A front-end application that makes use of the 'Complex' model can be found here
In order to find the emission, transition and inital probabilities we define the values using a part_of_speech list. Initial Probability: By definition it is the ratio of the Number of times part of speech appears in the 1st positon to the Total number of sentences. Emission_Probability: By definition it is the probability of a word related to a particular part of speech to the probability of the appearance of the art of speech in the whole sentence. Transition Probability: By definition it is the ratio of the probability of one part of speech coming succeeding another part of speech to the probability of the occurrence of that part of speech.

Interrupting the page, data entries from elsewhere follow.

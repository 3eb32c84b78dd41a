//! Coverage properties of the batch planner

use chrono::{DateTime, TimeDelta, TimeZone, Utc};
use std::collections::BTreeSet;
use telemetry_client::{BatchPlanner, Limits, Query};

fn now() -> DateTime<Utc> {
    Utc.with_ymd_and_hms(2024, 6, 1, 12, 0, 0).unwrap()
}

fn planner(max_data: u64, max_cols: usize, interval: TimeDelta) -> BatchPlanner {
    BatchPlanner::new(Limits::new(max_data, max_cols), interval, now()).unwrap()
}

/// Expected leaves for an explicit range: ceil(samples / max_lines)
fn expected_leaves(span: TimeDelta, interval: TimeDelta, max_lines: i64) -> usize {
    let chunk = interval.num_seconds() * max_lines;
    ((span.num_seconds() + chunk - 1) / chunk) as usize
}

#[test]
fn test_ranges_are_covered_exactly_once() {
    let cases = [
        (TimeDelta::hours(1), TimeDelta::minutes(15), 100),
        (TimeDelta::days(2), TimeDelta::minutes(15), 10),
        (TimeDelta::days(30), TimeDelta::minutes(1), 1_000),
        (TimeDelta::minutes(61), TimeDelta::minutes(1), 60),
        (TimeDelta::days(365), TimeDelta::hours(1), 7),
    ];

    for (span, interval, max_data) in cases {
        let from = now() - span;
        let leaves = planner(max_data, 500, interval)
            .plan(Query::new("data").range(from, now()))
            .unwrap();

        assert_eq!(leaves.len(), expected_leaves(span, interval, max_data as i64));
        assert_eq!(leaves.first().unwrap().from_time(), Some(from));
        assert_eq!(leaves.last().unwrap().to_time(), Some(now()));

        for pair in leaves.windows(2) {
            assert_eq!(pair[0].to_time(), pair[1].from_time(), "gap or overlap");
        }
        for leaf in &leaves {
            let samples = (leaf.to_time().unwrap() - leaf.from_time().unwrap()).num_seconds()
                / interval.num_seconds();
            assert!(samples <= max_data as i64);
        }
    }
}

#[test]
fn test_measures_are_partitioned() {
    for (count, max_cols) in [(11, 10), (25, 10), (500, 500), (1_234, 500), (7, 1)] {
        let all: BTreeSet<String> = (0..count).map(|i| format!("M{i:05}")).collect();
        let leaves = planner(1_000_000, max_cols, TimeDelta::minutes(15))
            .plan(
                Query::new("data")
                    .measures(all.clone())
                    .range(now() - TimeDelta::hours(1), now()),
            )
            .unwrap();

        assert_eq!(leaves.len(), (count + max_cols - 1) / max_cols);

        let mut union = BTreeSet::new();
        for leaf in &leaves {
            let set = leaf.measure_set().unwrap();
            assert!(set.len() <= max_cols);
            assert!(union.is_disjoint(set));
            union.extend(set.iter().cloned());
        }
        assert_eq!(union, all);
    }
}

#[test]
fn test_end_to_end_leaf_count() {
    // maxData=100, maxCols=10, 15 min, 25 measures over 2 days (192 samples):
    // 10 measures -> 10 lines -> 20 leaves, twice; 5 measures -> 20 lines -> 10 leaves
    let measures: Vec<String> = (0..25).map(|i| format!("M{i}")).collect();
    let leaves = planner(100, 10, TimeDelta::minutes(15))
        .plan(
            Query::new("data")
                .measures(measures)
                .range(now() - TimeDelta::days(2), now()),
        )
        .unwrap();

    assert_eq!(leaves.len(), 50);
}

#[test]
fn test_very_long_last_hours_never_issues_last_hours() {
    let leaves = planner(100, 10, TimeDelta::minutes(15))
        .plan(Query::new("data").last_hours(5_000.0))
        .unwrap();

    assert_eq!(leaves.len(), 1);
    assert_eq!(leaves[0].last_hours_value(), None);
    assert_eq!(leaves[0].updated_since_time(), Some(now()));
    assert!(leaves[0].from_time().unwrap() < now());
}

#[test]
fn test_planning_is_deterministic() {
    let query = Query::new("data")
        .measures((0..30).map(|i| format!("M{i}")))
        .updated_since(now() - TimeDelta::days(4));
    let planner = planner(200, 8, TimeDelta::minutes(10));

    let first: Vec<String> = planner
        .plan(query.clone())
        .unwrap()
        .iter()
        .map(Query::to_resource_path)
        .collect();
    let second: Vec<String> = planner
        .plan(query)
        .unwrap()
        .iter()
        .map(Query::to_resource_path)
        .collect();

    assert_eq!(first, second);
    assert!(first.iter().all(|p| !p.contains("updatedSince")));
}
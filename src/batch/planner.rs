//! Query splitting for server-side row and column limits
//!
//! [`BatchPlanner`] turns one logical query into leaf queries that each
//! respect `rows <= maxLines` and `measures <= maxCols`. Every planning step
//! applies the first matching rule:
//!
//! 1. Measures overflow: split off the first `maxCols` measures.
//! 2. Explicit range overflow: cut `[from, to)` at `from + maxLines * interval`.
//! 3. Relative window:
//!    a. `lastHours < 1` is clamped to 1;
//!    b. `lastHours > 168` becomes `from = now - maxLines * interval` with
//!       `updatedSince = now`;
//!    c. a window wider than `maxLines` intervals becomes the range
//!       `[now - 168h, now)`.
//! 4. Change cursor overflow: `[updatedSince, now)` is cut at
//!    `updatedSince + maxLines * interval` into two explicit ranges.
//! 5. Otherwise the query is a leaf.
//!
//! Steps run on an explicit depth-first work stack, so leaves come out in
//! recursion order and long ranges cannot exhaust the call stack.

use chrono::{DateTime, TimeDelta, Utc};

use crate::config::Limits;
use crate::error::{ClientError, ClientResult};
use crate::query::Query;

/// Upper bound on leaves produced for one query
pub const MAX_BATCHES: usize = 100_000;

/// Longest window expressible with `lastHours` (one week)
pub const MAX_LAST_HOURS: f64 = 168.0;

/// Outcome of one planning step
#[derive(Debug)]
enum Step {
    Split(Query, Query),
    Rewrite(Query),
    Leaf(Query),
}

/// Splits queries into batches that fit the server limits
#[derive(Debug, Clone)]
pub struct BatchPlanner {
    limits: Limits,
    interval: TimeDelta,
    now: DateTime<Utc>,
}

impl BatchPlanner {
    /// Create a planner
    ///
    /// # Arguments
    /// * `limits` - Server row/column caps
    /// * `interval` - Sampling interval of the series (at least one second)
    /// * `now` - Anchor for relative windows and the change cursor
    ///
    /// # Errors
    /// Returns `ClientError::Config` for a sub-second interval or zero limits
    pub fn new(limits: Limits, interval: TimeDelta, now: DateTime<Utc>) -> ClientResult<Self> {
        if interval < TimeDelta::seconds(1) {
            return Err(ClientError::Config(format!(
                "sampling interval must be at least 1s, got {}ms",
                interval.num_milliseconds()
            )));
        }
        if limits.max_data == 0 || limits.max_cols == 0 || limits.max_lines == Some(0) {
            return Err(ClientError::Config(
                "max_data, max_cols and max_lines must be positive".to_string(),
            ));
        }
        Ok(Self {
            limits,
            interval,
            now,
        })
    }

    /// Limits the planner splits against
    pub fn limits(&self) -> &Limits {
        &self.limits
    }

    /// Anchor for relative windows
    pub fn now(&self) -> DateTime<Utc> {
        self.now
    }

    /// Decompose `query` into leaf queries in depth-first order
    ///
    /// # Errors
    /// Returns `ClientError::TooManyBatches` if more than [`MAX_BATCHES`]
    /// leaves would be produced
    pub fn plan(&self, query: Query) -> ClientResult<Vec<Query>> {
        let mut pending = vec![query];
        let mut leaves = Vec::new();

        while let Some(query) = pending.pop() {
            match self.step(query) {
                Step::Split(first, second) => {
                    pending.push(second);
                    pending.push(first);
                }
                Step::Rewrite(query) => pending.push(query),
                Step::Leaf(query) => {
                    if leaves.len() >= MAX_BATCHES {
                        return Err(ClientError::TooManyBatches { limit: MAX_BATCHES });
                    }
                    leaves.push(query);
                }
            }
        }

        Ok(leaves)
    }

    /// Duration covered by `max_lines` samples
    fn chunk(&self, max_lines: u64) -> TimeDelta {
        let lines = i64::try_from(max_lines).unwrap_or(i64::MAX);
        TimeDelta::milliseconds(self.interval.num_milliseconds().saturating_mul(lines))
    }

    fn step(&self, query: Query) -> Step {
        let max_lines = self.limits.max_lines_for(query.measure_count());
        let chunk = self.chunk(max_lines);

        // Rule 1: too many measures for one request
        if let Some(measures) = &query.measures {
            if let Some(pivot) = measures.iter().nth(self.limits.max_cols).cloned() {
                let mut head = measures.clone();
                let tail = head.split_off(&pivot);
                let first = Query {
                    measures: Some(head),
                    ..query.clone()
                };
                let second = Query {
                    measures: Some(tail),
                    ..query
                };
                return Step::Split(first, second);
            }
        }

        // Rule 2: explicit range longer than max_lines samples
        if let (Some(from), Some(to)) = (query.from, query.to) {
            if to - from > chunk {
                let mid = from + chunk;
                let first = Query {
                    to: Some(mid),
                    ..query.clone()
                };
                let second = Query {
                    from: Some(mid),
                    ..query
                };
                return Step::Split(first, second);
            }
            return Step::Leaf(query);
        }

        // Rule 3: relative window
        if let Some(hours) = query.last_hours {
            if hours < 1.0 {
                return Step::Rewrite(Query {
                    last_hours: Some(1.0),
                    ..query
                });
            }

            if hours > MAX_LAST_HOURS {
                let from = self
                    .now
                    .checked_sub_signed(chunk)
                    .unwrap_or(DateTime::<Utc>::MIN_UTC);
                return Step::Rewrite(Query {
                    last_hours: None,
                    from: Some(from),
                    updated_since: Some(self.now),
                    ..query
                });
            }

            let window_ms = hours * 3_600_000.0;
            if window_ms > chunk.num_milliseconds() as f64 {
                return Step::Rewrite(Query {
                    last_hours: None,
                    from: Some(self.now - TimeDelta::hours(MAX_LAST_HOURS as i64)),
                    to: Some(self.now),
                    ..query
                });
            }

            return Step::Leaf(query);
        }

        // Rule 4: change cursor further back than max_lines samples
        if let Some(since) = query.updated_since {
            if self.now - since > chunk {
                let mid = since + chunk;
                let first = Query {
                    updated_since: None,
                    from: Some(since),
                    to: Some(mid),
                    ..query.clone()
                };
                let second = Query {
                    updated_since: None,
                    from: Some(mid),
                    to: Some(self.now),
                    ..query
                };
                return Step::Split(first, second);
            }
        }

        Step::Leaf(query)
    }
}
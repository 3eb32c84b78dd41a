//! # Telemetry Client Library
//!
//! A client for rate-limited, paginated HTTP telemetry APIs. It manages an
//! authenticated session, throttles outgoing requests to stay under the
//! server's rate limit and transparently splits queries that would exceed
//! the server's row/column limits into several smaller requests.
//!
//! ## Features
//!
//! - **Scoped sessions**: login on entry, logout on every exit path
//! - **Rate Limiting**: sliding one-second window shared by all requests
//! - **Request Batching**: recursive splitting by measures, explicit ranges,
//!   relative windows and change cursors
//! - **Cancellation**: cancel tokens and deadlines abort pending batches
//!
//! ## Quick Start
//!
//! ```no_run
//! use telemetry_client::{ClientConfig, Credentials, Query, ResourceClient};
//!
//! # async fn example() -> Result<(), Box<dyn std::error::Error>> {
//! let config = ClientConfig::new("https://example.com/dms-api")
//!     .with_credentials(Credentials::from_pairs([
//!         ("username", "alice"),
//!         ("password", "secret"),
//!     ]));
//! let client = ResourceClient::new(&config)?;
//!
//! let (data, sites) = client
//!     .scoped(async {
//!         let data = client
//!             .retrieve(Query::new("restricted/v1/data").last_hours(168.0))
//!             .await?;
//!         let sites = client.retrieve(Query::new("restricted/v1/sites")).await?;
//!         Ok((data, sites))
//!     })
//!     .await?;
//!
//! println!("{} data batches, {} site responses", data.len(), sites.len());
//! # Ok(())
//! # }
//! ```
//!
//! ## Architecture
//!
//! - [`session`] - Session lifecycle, throttled transport and raw responses
//! - [`query`] - Query values, time-specification validation and encoding
//! - [`batch`] - Splitting of over-sized queries and batch execution
//! - [`client`] - Routing between batched and direct retrieval
//! - [`config`] - Client configuration and server limits
//!
//! Responses are returned unmerged, one per batch; combining them into a
//! dataset is left to the caller.

#![warn(missing_docs)]
#![warn(clippy::all)]

/// Request splitting and batch execution
pub mod batch;

/// Cancellation of in-progress retrievals
pub mod cancel;

/// Public resource client
pub mod client;

/// Client configuration
pub mod config;

/// Error types
pub mod error;

/// Tracing subscriber setup
pub mod logging;

/// Metrics emitted by the client
pub mod metrics;

/// Query values and encoding
pub mod query;

/// Authenticated, throttled session
pub mod session;

// Re-export commonly used types
pub use batch::{BatchPlanner, LeafFetcher, RequestBatcher};
pub use cancel::{CancelOnDrop, CancelToken};
pub use client::ResourceClient;
pub use config::{ClientConfig, Credentials, Limits};
pub use error::{ClientError, ClientResult};
pub use query::{Query, TimeSpec};
pub use session::{ApiResponse, RateLimiter, SessionDialog, SessionPhase};
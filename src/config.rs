//! Client configuration
//!
//! [`ClientConfig`] carries everything the session, the batcher and the
//! resource client need. It can be built in code or deserialized from JSON;
//! every field except `base_url` has a default.

use chrono::{DateTime, FixedOffset, TimeDelta};
use serde::Deserialize;
use std::fmt;
use std::time::Duration;

use crate::error::{ClientError, ClientResult};

/// Default login resource path
pub const DEFAULT_LOGIN_PATH: &str = "authentification/login";

/// Default logout resource path
pub const DEFAULT_LOGOUT_PATH: &str = "authentification/logout";

/// Resource served through the request batcher
pub const DEFAULT_BATCHED_RESOURCE: &str = "restricted/v1/data";

/// Maximum requests admitted per sliding second
pub const DEFAULT_MAX_REQUESTS_PER_SECOND: usize = 10;

/// Maximum cells (rows x measures) in one response
pub const DEFAULT_MAX_DATA: u64 = 10_000;

/// Maximum measures accepted by one request
pub const DEFAULT_MAX_COLS: usize = 500;

/// Sampling interval of the telemetry series (15 minutes)
pub const DEFAULT_SAMPLING_INTERVAL_SECS: u64 = 900;

/// HTTP connect timeout (seconds) - time to establish TCP connection
pub const DEFAULT_CONNECT_TIMEOUT_SECS: u64 = 10;

/// HTTP request timeout (seconds) - overall time for the entire request
pub const DEFAULT_REQUEST_TIMEOUT_SECS: u64 = 30;

/// Server-side size caps for one response
#[derive(Debug, Clone, Copy, PartialEq, Eq, Deserialize)]
#[serde(default)]
pub struct Limits {
    /// Max cells (rows x columns) returned per response
    pub max_data: u64,
    /// Max measures accepted per request
    pub max_cols: usize,
    /// Rows per batch; derived from `max_data` and the measures count when unset
    pub max_lines: Option<u64>,
}

impl Default for Limits {
    fn default() -> Self {
        Self {
            max_data: DEFAULT_MAX_DATA,
            max_cols: DEFAULT_MAX_COLS,
            max_lines: None,
        }
    }
}

impl Limits {
    /// Create limits with a derived row count
    pub fn new(max_data: u64, max_cols: usize) -> Self {
        Self {
            max_data,
            max_cols,
            max_lines: None,
        }
    }

    /// Rows allowed in one batch carrying `measures` columns (at least one)
    pub fn max_lines_for(&self, measures: usize) -> u64 {
        self.max_lines
            .unwrap_or(self.max_data / measures.max(1) as u64)
            .max(1)
    }
}

/// Login form fields
///
/// Sent form-encoded as the body of the login request. Values are never
/// printed by `Debug`.
#[derive(Clone, Default, PartialEq, Eq, Deserialize)]
#[serde(transparent)]
pub struct Credentials(Vec<(String, String)>);

impl Credentials {
    /// Build credentials from ordered `(field, value)` pairs
    pub fn from_pairs<K, V>(pairs: impl IntoIterator<Item = (K, V)>) -> Self
    where
        K: Into<String>,
        V: Into<String>,
    {
        Self(
            pairs
                .into_iter()
                .map(|(k, v)| (k.into(), v.into()))
                .collect(),
        )
    }

    /// Form fields in insertion order
    pub fn fields(&self) -> &[(String, String)] {
        &self.0
    }

    /// Whether no field was supplied
    pub fn is_empty(&self) -> bool {
        self.0.is_empty()
    }
}

impl fmt::Debug for Credentials {
    fn fmt(&self, f: &mut fmt::Formatter<'_>) -> fmt::Result {
        f.debug_map()
            .entries(self.0.iter().map(|(k, _)| (k, "<redacted>")))
            .finish()
    }
}

/// Configuration for a telemetry API client
#[derive(Debug, Clone, Deserialize)]
#[serde(default)]
pub struct ClientConfig {
    /// Entry point of the API, e.g. `https://host/dms-api`
    pub base_url: String,
    /// Resource path of the login call
    pub login_path: String,
    /// Resource path of the logout call
    pub logout_path: String,
    /// Login form payload
    pub credentials: Credentials,
    /// Sliding-window throttle
    pub max_requests_per_second: usize,
    /// Response size caps
    pub limits: Limits,
    /// Sampling interval in seconds
    pub sampling_interval_secs: u64,
    /// Anchor for relative time windows; read from the clock when unset
    pub now: Option<DateTime<FixedOffset>>,
    /// Resource whose queries are split into batches
    pub batched_resource: String,
    /// Leaf requests allowed in flight at once
    pub max_concurrent_batches: usize,
    /// Transport connect timeout in seconds
    pub connect_timeout_secs: u64,
    /// Transport request timeout in seconds
    pub request_timeout_secs: u64,
}

impl Default for ClientConfig {
    fn default() -> Self {
        Self {
            base_url: String::new(),
            login_path: DEFAULT_LOGIN_PATH.to_string(),
            logout_path: DEFAULT_LOGOUT_PATH.to_string(),
            credentials: Credentials::default(),
            max_requests_per_second: DEFAULT_MAX_REQUESTS_PER_SECOND,
            limits: Limits::default(),
            sampling_interval_secs: DEFAULT_SAMPLING_INTERVAL_SECS,
            now: None,
            batched_resource: DEFAULT_BATCHED_RESOURCE.to_string(),
            max_concurrent_batches: 1,
            connect_timeout_secs: DEFAULT_CONNECT_TIMEOUT_SECS,
            request_timeout_secs: DEFAULT_REQUEST_TIMEOUT_SECS,
        }
    }
}

impl ClientConfig {
    /// Default configuration pointed at `base_url`
    pub fn new(base_url: impl Into<String>) -> Self {
        Self {
            base_url: base_url.into(),
            ..Self::default()
        }
    }

    /// Parse and validate a JSON configuration document
    pub fn from_json_str(json: &str) -> ClientResult<Self> {
        let config: Self = serde_json::from_str(json)
            .map_err(|e| ClientError::Config(format!("invalid configuration: {e}")))?;
        config.validate()?;
        Ok(config)
    }

    /// Set the login form payload
    pub fn with_credentials(mut self, credentials: Credentials) -> Self {
        self.credentials = credentials;
        self
    }

    /// Set the response size caps
    pub fn with_limits(mut self, limits: Limits) -> Self {
        self.limits = limits;
        self
    }

    /// Set the sampling interval
    pub fn with_sampling_interval(mut self, interval: Duration) -> Self {
        self.sampling_interval_secs = interval.as_secs();
        self
    }

    /// Set the throttle rate
    pub fn with_max_requests_per_second(mut self, max: usize) -> Self {
        self.max_requests_per_second = max;
        self
    }

    /// Pin "now" for relative time windows
    pub fn with_now(mut self, now: DateTime<FixedOffset>) -> Self {
        self.now = Some(now);
        self
    }

    /// Allow sibling batches to run concurrently
    pub fn with_max_concurrent_batches(mut self, max: usize) -> Self {
        self.max_concurrent_batches = max;
        self
    }

    /// Sampling interval as a signed time delta
    pub fn sampling_interval(&self) -> TimeDelta {
        TimeDelta::seconds(self.sampling_interval_secs as i64)
    }

    /// Check the configuration for values the client cannot work with
    pub fn validate(&self) -> ClientResult<()> {
        let url = url::Url::parse(&self.base_url)
            .map_err(|e| ClientError::Config(format!("invalid base_url '{}': {e}", self.base_url)))?;
        if !matches!(url.scheme(), "http" | "https") {
            return Err(ClientError::Config(format!(
                "base_url must use http or https, got '{}'",
                url.scheme()
            )));
        }
        if self.max_requests_per_second == 0 {
            return Err(ClientError::Config(
                "max_requests_per_second must be positive".to_string(),
            ));
        }
        if self.limits.max_data == 0 || self.limits.max_cols == 0 {
            return Err(ClientError::Config(
                "max_data and max_cols must be positive".to_string(),
            ));
        }
        if self.limits.max_lines == Some(0) {
            return Err(ClientError::Config("max_lines must be positive".to_string()));
        }
        if self.sampling_interval_secs == 0 {
            return Err(ClientError::Config(
                "sampling_interval_secs must be positive".to_string(),
            ));
        }
        if self.max_concurrent_batches == 0 {
            return Err(ClientError::Config(
                "max_concurrent_batches must be positive".to_string(),
            ));
        }
        Ok(())
    }
}
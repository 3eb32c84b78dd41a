//! Logical queries and their wire encoding
//!
//! A [`Query`] names a resource and carries its filter and time parameters.
//! It is an immutable value: the batch planner derives new queries from it
//! instead of mutating a shared parameter bag.
//!
//! # Time specification
//!
//! Exactly one of three styles must be present on a query for the batched
//! resource:
//! - `from` + `to`: explicit absolute range
//! - `lastHours`: relative window anchored at the session's "now"
//! - `updatedSince`: change cursor
//!
//! # Encoding
//!
//! Parameters render as `key=value` pairs joined by `&` in a fixed order
//! (from, to, measures, sites, groups, dataTypes, validOnly, lastHours,
//! updatedSince). Collections are comma-joined and datetimes use
//! `YYYY-MM-DDTHH:MM:SSZ` in UTC. Collection items are form-urlencoded one by
//! one, so the separating commas stay literal.

use chrono::{DateTime, Utc};
use std::collections::BTreeSet;
use url::form_urlencoded::byte_serialize;

use crate::error::{ClientError, ClientResult};

/// Wire format of datetime parameters
pub const DATETIME_FORMAT: &str = "%Y-%m-%dT%H:%M:%SZ";

/// Validated time specification of a query
#[derive(Debug, Clone, Copy, PartialEq)]
pub enum TimeSpec {
    /// Explicit range `[from, to)`
    Range {
        /// Inclusive start
        from: DateTime<Utc>,
        /// Exclusive end
        to: DateTime<Utc>,
    },
    /// Relative window of the given number of hours
    LastHours(f64),
    /// Records modified after this point
    UpdatedSince(DateTime<Utc>),
}

/// A logical, possibly over-sized request for one resource
#[derive(Debug, Clone, PartialEq)]
pub struct Query {
    pub(crate) resource: String,
    pub(crate) from: Option<DateTime<Utc>>,
    pub(crate) to: Option<DateTime<Utc>>,
    pub(crate) measures: Option<BTreeSet<String>>,
    pub(crate) sites: Option<Vec<String>>,
    pub(crate) groups: Option<Vec<String>>,
    pub(crate) data_types: Option<Vec<String>>,
    pub(crate) valid_only: Option<bool>,
    pub(crate) last_hours: Option<f64>,
    pub(crate) updated_since: Option<DateTime<Utc>>,
}

impl Query {
    /// Query for `resource` with no parameters
    pub fn new(resource: impl Into<String>) -> Self {
        Self {
            resource: resource.into(),
            from: None,
            to: None,
            measures: None,
            sites: None,
            groups: None,
            data_types: None,
            valid_only: None,
            last_hours: None,
            updated_since: None,
        }
    }

    /// Set the inclusive start of an explicit range
    pub fn from(mut self, from: DateTime<Utc>) -> Self {
        self.from = Some(from);
        self
    }

    /// Set the exclusive end of an explicit range
    pub fn to(mut self, to: DateTime<Utc>) -> Self {
        self.to = Some(to);
        self
    }

    /// Set an explicit range `[from, to)`
    pub fn range(self, from: DateTime<Utc>, to: DateTime<Utc>) -> Self {
        self.from(from).to(to)
    }

    /// Request the trailing `hours` relative to the session's "now"
    pub fn last_hours(mut self, hours: f64) -> Self {
        self.last_hours = Some(hours);
        self
    }

    /// Request records modified after `since`
    pub fn updated_since(mut self, since: DateTime<Utc>) -> Self {
        self.updated_since = Some(since);
        self
    }

    /// Restrict to the given measure identifiers
    pub fn measures<I, S>(mut self, measures: I) -> Self
    where
        I: IntoIterator<Item = S>,
        S: Into<String>,
    {
        self.measures = Some(measures.into_iter().map(Into::into).collect());
        self
    }

    /// Restrict to the given sites
    pub fn sites<I, S>(mut self, sites: I) -> Self
    where
        I: IntoIterator<Item = S>,
        S: Into<String>,
    {
        self.sites = Some(sites.into_iter().map(Into::into).collect());
        self
    }

    /// Restrict to the given groups
    pub fn groups<I, S>(mut self, groups: I) -> Self
    where
        I: IntoIterator<Item = S>,
        S: Into<String>,
    {
        self.groups = Some(groups.into_iter().map(Into::into).collect());
        self
    }

    /// Restrict to the given data types
    pub fn data_types<I, S>(mut self, data_types: I) -> Self
    where
        I: IntoIterator<Item = S>,
        S: Into<String>,
    {
        self.data_types = Some(data_types.into_iter().map(Into::into).collect());
        self
    }

    /// Only return validated values
    pub fn valid_only(mut self, valid_only: bool) -> Self {
        self.valid_only = Some(valid_only);
        self
    }

    /// Resource name
    pub fn resource(&self) -> &str {
        &self.resource
    }

    /// Start of the explicit range, if any
    pub fn from_time(&self) -> Option<DateTime<Utc>> {
        self.from
    }

    /// End of the explicit range, if any
    pub fn to_time(&self) -> Option<DateTime<Utc>> {
        self.to
    }

    /// Relative window in hours, if any
    pub fn last_hours_value(&self) -> Option<f64> {
        self.last_hours
    }

    /// Change cursor, if any
    pub fn updated_since_time(&self) -> Option<DateTime<Utc>> {
        self.updated_since
    }

    /// Measure identifiers, if restricted
    pub fn measure_set(&self) -> Option<&BTreeSet<String>> {
        self.measures.as_ref()
    }

    /// Number of measures requested (zero when unrestricted)
    pub fn measure_count(&self) -> usize {
        self.measures.as_ref().map_or(0, BTreeSet::len)
    }

    /// Names of the time parameters present, in canonical order
    pub fn time_keys(&self) -> Vec<&'static str> {
        let mut keys = Vec::new();
        if self.from.is_some() {
            keys.push("from");
        }
        if self.to.is_some() {
            keys.push("to");
        }
        if self.last_hours.is_some() {
            keys.push("lastHours");
        }
        if self.updated_since.is_some() {
            keys.push("updatedSince");
        }
        keys
    }

    /// Validate the time parameters and return their shape
    ///
    /// # Errors
    /// Returns `ClientError::Validation` unless exactly one of `{from, to}`,
    /// `{lastHours}` or `{updatedSince}` is present, when `from` is not
    /// before `to`, or when `lastHours` is not finite
    pub fn time_spec(&self) -> ClientResult<TimeSpec> {
        match (self.from, self.to, self.last_hours, self.updated_since) {
            (Some(from), Some(to), None, None) => {
                if from >= to {
                    return Err(ClientError::Validation(format!(
                        "`from` ({}) must be before `to` ({})",
                        format_datetime(from),
                        format_datetime(to)
                    )));
                }
                Ok(TimeSpec::Range { from, to })
            }
            (None, None, Some(hours), None) => {
                if !hours.is_finite() {
                    return Err(ClientError::Validation(format!(
                        "`lastHours` must be finite, got {hours}"
                    )));
                }
                Ok(TimeSpec::LastHours(hours))
            }
            (None, None, None, Some(since)) => Ok(TimeSpec::UpdatedSince(since)),
            _ => Err(ClientError::Validation(format!(
                "wrong time arguments {:?}: use (`from` & `to`), `lastHours` or `updatedSince` independently",
                self.time_keys()
            ))),
        }
    }

    /// Render `resource?key=value&...` in canonical parameter order
    pub fn to_resource_path(&self) -> String {
        let mut params: Vec<String> = Vec::new();

        if let Some(from) = self.from {
            params.push(format!("from={}", format_datetime(from)));
        }
        if let Some(to) = self.to {
            params.push(format!("to={}", format_datetime(to)));
        }
        if let Some(measures) = &self.measures {
            params.push(format!("measures={}", join(measures)));
        }
        if let Some(sites) = &self.sites {
            params.push(format!("sites={}", join(sites)));
        }
        if let Some(groups) = &self.groups {
            params.push(format!("groups={}", join(groups)));
        }
        if let Some(data_types) = &self.data_types {
            params.push(format!("dataTypes={}", join(data_types)));
        }
        if let Some(valid_only) = self.valid_only {
            params.push(format!("validOnly={valid_only}"));
        }
        if let Some(hours) = self.last_hours {
            params.push(format!("lastHours={}", format_hours(hours)));
        }
        if let Some(since) = self.updated_since {
            params.push(format!("updatedSince={}", format_datetime(since)));
        }

        if params.is_empty() {
            self.resource.clone()
        } else {
            format!("{}?{}", self.resource, params.join("&"))
        }
    }
}

/// Format a datetime parameter
pub fn format_datetime(dt: DateTime<Utc>) -> String {
    dt.format(DATETIME_FORMAT).to_string()
}

fn format_hours(hours: f64) -> String {
    if hours.fract() == 0.0 && hours.abs() < 1e15 {
        format!("{}", hours as i64)
    } else {
        format!("{hours}")
    }
}

/// Encode each item and join with literal commas
fn join<'a>(values: impl IntoIterator<Item = &'a String>) -> String {
    values
        .into_iter()
        .map(|value| byte_serialize(value.as_bytes()).collect::<String>())
        .collect::<Vec<_>>()
        .join(",")
}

The simplified Bayes net in a broader term can be calculated by We multiple the initial probability of each part of speech occurring in the dataset and the emission probability of the part of speech. We take the max value argmax() of each part of speech and add that into the sentences individual part of speech list.
The tuple contains the transition probability of going from one pos to another. it contains the product of the initial and emission probability for the part of speech. Since we don't have the transition probabilities of the first word, we consider its emission and initial probabilities only. We take the max of these values. For all the other words we consider the initial, transition and emission probability of going from one part of speech to another. Thus, for the entire list of pos, we consider all its variations. At the end we return the key of the max probability value. We can then backtrack and take the path with the maximum probability from the last word to the first.
In this we generate posterior samples by gibbs sampling , a statistical inference technique. If its the first word of the sentence, we consider its emission and initial probabilities and for all the other words, we consider its emission,initial and transition probabilities from the previous word to the current word. If there exists a word not already present in the word_dictonary we assign it a very small value of 0.000000001. We sample our code for 5500 iterations with a burnin period of 3500 samples.
Everything is changed to lower case to make the comparisons case insensitive. One if the biggest challenges occurring in POS Tagging is when an unknown word is found in the dataset. In order to measure the transition probabilities of the unknown words we assign it a very small value of 10^-8
| Words | Sentences | |
|---|---|---|
| Simple | 93.95% | 47.62% |
| HMM | 93.61% | 47.37% |
| Complex | 93.13% | 44.52% |